Feces and Finances

I know, strange title, but that pretty much sums up my current life. I have a business that is failing. I work a full time job at nights in housekeeping at a hospital and I’m watching my world crumble. Everything I’ve worked for and everything I hold dearly I’m on the verge of losing it all.

My supervisor went over a room inspection that was completed after I had cleaned it. There was only minor issues mostly about dust, but it was also mentioned that I missed a spot of feces under the rim of the toilet. It wasn’t the fact that these items were being brought to my attention, it was the fact this is what my life has come to.

Once I left his office, the thought hit me upside the head like a rock. My career had gone from managing multi million dollar budgets, managing multiple individuals to discussing my inability to properly remove feces from under a toilet rim. Pretty much sums up my life.

My life is in for some drastic changes over the next several months and as it stands now, not for the positive. I am trying to keep a positive attitude. I am trying to keep hope and faith, but it is hard. The hard part of it is that I brought this on myself. It was my actions or lack of them. It was my decisions and many of them bad that brought me to this point. Not blaming others, the blame is with me.

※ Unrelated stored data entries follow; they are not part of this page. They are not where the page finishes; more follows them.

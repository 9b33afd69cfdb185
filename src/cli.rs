//! Command-line interface definitions for the AI Time Capsule renderer.
//!
//! This module defines the CLI arguments and options using the `clap` crate.
//! Every setting can also come from a YAML file (`--config`); flags given on
//! the command line win. See [`crate::config`] for the merge rules.

use clap::Parser;
use std::path::PathBuf;

/// Command-line arguments for the gallery renderer.
///
/// All settings are optional on the command line because they may come from
/// the config file instead; [`crate::config::GalleryConfig::resolve`] rejects
/// a run that is missing a required setting after merging.
///
/// # Examples
///
/// ```sh
/// # Everything on the command line
/// ai_time_capsule -a https://example.github.io/capsule/ai_articles.json \
///     -p ./site/ai-time-capsule.html -o ./public/ai-time-capsule.html
///
/// # Site base URL; the default ai_articles.json file name gets joined on
/// ai_time_capsule -a https://example.github.io/capsule/ -p shell.html -o out.html
///
/// # Settings from a file
/// ai_time_capsule -c capsule.yaml
/// ```
#[derive(Parser, Debug)]
#[command(author, version, about)]
pub struct Cli {
    /// URL of the scraped article collection JSON (a site base URL ending
    /// in '/' gets the default ai_articles.json joined on)
    #[arg(short, long, env = "AI_ARTICLES_URL")]
    pub articles_url: Option<String>,

    /// Path to the host page shell containing the gallery container
    #[arg(short, long)]
    pub page: Option<PathBuf>,

    /// Where to write the assembled page
    #[arg(short, long)]
    pub output: Option<PathBuf>,

    /// Id of the container element to fill
    #[arg(long)]
    pub container_id: Option<String>,

    /// Optional path to a YAML settings file
    #[arg(short, long)]
    pub config: Option<PathBuf>,
}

I hope to take my blog in a little different direction. I hope to use it to track my rise, my turning my life around. I want to show that it is possible to turn it all around. That no matter where you are in life, you have the ability to turn things around. I’m not shooting for bad to good or mediocre to ok, but bad to great, awful to awesome. I can’t mentally sustain this current path so change is necessary, change is demanded.

I don’t know how this will all end, but I will not go down without a fight. I have worked too hard. I have sacrificed so much, giving up is not an option. I pray for peace for my family. I pray for forgiveness from those I have hurt. I pray to my Holy Father to forgive me and grant me peace with my life.

Life is sometimes like the under part of a toilet rim, a little fences shows up and becomes an issue. We need to acknowledge it. Clean it. Flush it and move on with a clean toilet.